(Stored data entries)

•••

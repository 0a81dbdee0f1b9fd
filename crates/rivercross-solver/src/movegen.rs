//! Legal crossing generation.
//!
//! The generator applies the structural filters that remove provably
//! wasteful crossings before any cost is computed:
//! - a horse never rides forward alone while another horse could join it
//! - a return trip always carries exactly one horse

use rivercross_core::{BankState, Crossing, Direction, Herd, HorseId};
use smallvec::SmallVec;

/// Inline pool of horses eligible for the next crossing.
type Pool = SmallVec<[HorseId; 16]>;

/// Enumerates the candidate crossings from a bank state.
///
/// Candidates come out by increasing group size, then in lexicographic
/// order of horse ids, so every run visits the tree in the same order.
///
/// # Example
///
/// ```
/// use rivercross_core::{BankState, Herd};
/// use rivercross_solver::MoveGenerator;
///
/// let herd = Herd::from_durations(vec![1, 2, 5]).unwrap();
/// let generator = MoveGenerator::new(&herd, 2);
///
/// let first: Vec<_> = generator.generate(&BankState::initial(3)).collect();
/// // Pairs only: nobody rides alone while others wait.
/// assert_eq!(first.len(), 3);
/// assert!(first.iter().all(|c| c.len() == 2));
/// ```
#[derive(Debug, Clone, Copy)]
pub struct MoveGenerator<'h> {
    herd: &'h Herd,
    group_limit: usize,
}

impl<'h> MoveGenerator<'h> {
    /// Creates a generator for boats carrying up to `group_limit` horses.
    pub fn new(herd: &'h Herd, group_limit: usize) -> Self {
        Self { herd, group_limit }
    }

    /// Returns the herd crossings are built for.
    pub fn herd(&self) -> &'h Herd {
        self.herd
    }

    /// Returns the boat capacity.
    pub fn group_limit(&self) -> usize {
        self.group_limit
    }

    /// Returns the candidate crossings departing from the boat's bank.
    ///
    /// The iterator snapshots the bank, so the state may be mutated while
    /// it is being consumed.
    pub fn generate(&self, state: &BankState) -> Moves<'h> {
        let direction = Direction::departing_from(state.boat());
        let pool: Pool = state.at_boat().iter().collect();
        let available = pool.len();

        let (min_size, max_size) = match direction {
            Direction::Forward => {
                let min = if available >= 2 { 2 } else { 1 };
                (min, self.group_limit.min(available))
            }
            Direction::Return => (1, available.min(1)),
        };

        Moves {
            herd: self.herd,
            direction,
            pool,
            combination: Combinations::new(min_size, max_size, available),
        }
    }
}

/// Lazy sequence of candidate crossings for one node.
#[derive(Debug, Clone)]
pub struct Moves<'h> {
    herd: &'h Herd,
    direction: Direction,
    pool: Pool,
    combination: Combinations,
}

impl Iterator for Moves<'_> {
    type Item = Crossing;

    fn next(&mut self) -> Option<Crossing> {
        let indices = self.combination.next_indices()?;
        let pool = &self.pool;
        Some(Crossing::new(
            indices.iter().map(|&i| pool[i]),
            self.direction,
            self.herd,
        ))
    }
}

/// k-combinations of `0..n` for k in `min..=max`, in increasing k and
/// lexicographic order.
#[derive(Debug, Clone)]
struct Combinations {
    n: usize,
    max_size: usize,
    indices: SmallVec<[usize; 8]>,
    started: bool,
    done: bool,
}

impl Combinations {
    fn new(min_size: usize, max_size: usize, n: usize) -> Self {
        let done = min_size == 0 || min_size > max_size || min_size > n;
        Self {
            n,
            max_size,
            indices: (0..min_size).collect(),
            started: false,
            done,
        }
    }

    fn next_indices(&mut self) -> Option<&[usize]> {
        if self.done {
            return None;
        }
        if !self.started {
            self.started = true;
            return Some(self.indices.as_slice());
        }

        let k = self.indices.len();
        // Rightmost position that can still move right.
        let pivot = (0..k).rev().find(|&i| self.indices[i] < self.n - k + i);
        match pivot {
            Some(i) => {
                self.indices[i] += 1;
                for j in i + 1..k {
                    self.indices[j] = self.indices[j - 1] + 1;
                }
            }
            None => {
                let next_k = k + 1;
                if next_k > self.max_size || next_k > self.n {
                    self.done = true;
                    return None;
                }
                self.indices = (0..next_k).collect();
            }
        }
        Some(self.indices.as_slice())
    }
}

•••

**EXERCISE REQUIREMENTS**
Whenever the word "SmallVec" occurs in a line of the records, that line counts once; state the total alone.

**TASK RESULT**
3